China's Lunar New Year migration is often referred to as the largest movement of people anywhere, with 3.6 billion trips of all lengths by bus, plane and train expected to be made over the 40-day travel rush. While still an annual ritual for millions working far from home, such journeys are being shunned by many of the newly prosperous who are increasingly using the weeklong national holiday to fly to overseas or tourist spots within China.

Beijing accountant Wang Zheng, 34, said her whole family will go to China's tropical resort island of Hainan despite its reputation for holiday price-gouging by hotels and restaurants.

"Why not make the holiday more fun rather than just having the usual big dinner with family or going to the traditional temple fair? That definitely gets old," she said.

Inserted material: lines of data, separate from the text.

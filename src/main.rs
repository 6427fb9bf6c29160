//! # Coinfolio — Paper-Trading Crypto Portfolio Backend
//!
//! ```text
//!  ┌─────────────┐  fetch_latest(tracked)      ┌─────────────────────────────┐
//!  │  CoinGecko  │ ◀────────────────────────── │ Scheduler loop (every tick) │
//!  └─────────────┘                             │ ├─ poll cycle  → PriceStore │
//!                                              │ └─ alert cycle → Evaluator  │
//!  ┌─────────────┐  📧 notify on match         │      ├─ Notifier            │
//!  │  Recipient  │ ◀───────────────────────────┤      └─ AlertRegistry ⏸     │
//!  └─────────────┘                             └─────────────────────────────┘
//!
//!  ┌─────────────┐  POST /api/trade/{buy,sell} ┌─────────────────────────────┐
//!  │  Dashboard  │ ─────────────────────────▶  │ Ledger (balance, holdings,  │
//!  │             │  GET  /api/trade/*          │         transaction log)    │
//!  └─────────────┘  /api/alerts /api/prices    └─────────────────────────────┘
//! ```

use std::net::SocketAddr;

use axum::{
    Router,
    routing::{delete, get, post},
};
use tokio::sync::watch;
use tower_http::{
    cors::{Any, CorsLayer},
    trace::TraceLayer,
};
use tracing::info;
use tracing_subscriber::{fmt, prelude::*, EnvFilter};

mod alerts;
mod config;
mod engine;
mod error;
mod ledger;
mod models;
mod prices;
mod routes;
mod scheduler;
mod state;

use config::Config;
use engine::{fetcher::CoinGeckoFeed, notifier::EmailNotifier};
use routes::{
    alerts::{add_alert, delete_alert, list_alerts},
    prices::{get_history, get_prices, health_check},
    trading::{buy, get_balance, get_portfolio, get_transactions, get_valuation, sell},
};
use scheduler::Scheduler;
use state::build_state;

#[tokio::main]
async fn main() -> anyhow::Result<()> {
    // ── 1. Load .env ──────────────────────────────────────────────────────────
    dotenvy::dotenv().ok();

    // ── 2. Structured logging ─────────────────────────────────────────────────
    tracing_subscriber::registry()
        .with(fmt::layer())
        .with(
            EnvFilter::from_default_env()
                .add_directive("coinfolio=debug".parse()?)
                .add_directive("tower_http=info".parse()?),
        )
        .init();

    info!(r#"

  ╔═══════════════════════════════════════════════════════╗
  ║           COINFOLIO — Paper Trading Backend           ║
  ║  Prices · Ledger · Alerts · Scheduler                 ║
  ╚═══════════════════════════════════════════════════════╝"#);

    // ── 3. Config + shared state ──────────────────────────────────────────────
    let config = Config::from_env();
    let state = build_state(config);

    // ── 4. Scheduler loop (poll + alert cycles) ───────────────────────────────
    let (shutdown_tx, shutdown_rx) = watch::channel(false);

    let feed = CoinGeckoFeed::new(state.http_client.clone(), &state.config.price_api_url);
    let notifier = EmailNotifier::new(
        state.http_client.clone(),
        state.config.notify_webhook_url.clone(),
    );
    let loop_task = tokio::spawn(
        Scheduler::new(
            feed,
            notifier,
            state.prices.clone(),
            state.alerts.clone(),
            state.config.tracked_assets.clone(),
            state.config.poll_interval,
            state.poll_count.clone(),
            state.alerts_fired.clone(),
        )
        .run(shutdown_rx),
    );

    let addr: SocketAddr = state.config.bind_addr.parse()?;

    // ── 5. CORS ───────────────────────────────────────────────────────────────
    let cors = CorsLayer::new()
        .allow_origin(Any)
        .allow_methods(Any)
        .allow_headers(Any);

    // ── 6. Router ─────────────────────────────────────────────────────────────
    let app = Router::new()
        // ── Prices ────────────────────────────────────────────────────────────
        .route("/api/health",             get(health_check))
        .route("/api/prices",             get(get_prices))
        .route("/api/history/:asset",     get(get_history))
        // ── Ledger ────────────────────────────────────────────────────────────
        .route("/api/trade/buy",          post(buy))
        .route("/api/trade/sell",         post(sell))
        .route("/api/trade/balance",      get(get_balance))
        .route("/api/trade/portfolio",    get(get_portfolio))
        .route("/api/trade/valuation",    get(get_valuation))
        .route("/api/trade/transactions", get(get_transactions))
        // ── Alerts ────────────────────────────────────────────────────────────
        .route("/api/alerts",             post(add_alert))
        .route("/api/alerts",             get(list_alerts))
        .route("/api/alerts/:id",         delete(delete_alert))
        // ── Middleware ────────────────────────────────────────────────────────
        .layer(TraceLayer::new_for_http())
        .layer(cors)
        .with_state(state);

    // ── 7. Bind & Serve ───────────────────────────────────────────────────────
    info!(?addr, "🚀 Coinfolio server starting");
    let listener = tokio::net::TcpListener::bind(addr).await?;
    axum::serve(listener, app)
        .with_graceful_shutdown(async {
            let _ = tokio::signal::ctrl_c().await;
            info!("Shutdown signal received");
        })
        .await?;

    // ── 8. Clean shutdown — let an in-flight cycle finish ─────────────────────
    let _ = shutdown_tx.send(true);
    loop_task.await?;
    info!("Scheduler loop stopped — goodbye");

    Ok(())
}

Chinese communities around the world were gearing up for the holiday that begins at midnight. On self-governing Taiwan, revelers jammed into the capital Taipei's historic shopping district to load up on holiday snacks. Health authorities said that nearly 40 percent of the island's population can be expected to gain two kilograms (4.4 pounds) during the holiday.

Hong Kong officials expect nearly 8 million travelers to pass through its borders from January 29 to February 6, more than the local population of 7.1 million. Most of those travelers will be mainland Chinese, who have been flooding into the semiautonomous territory in increasing numbers in recent years thanks to rising incomes and a strengthening yuan.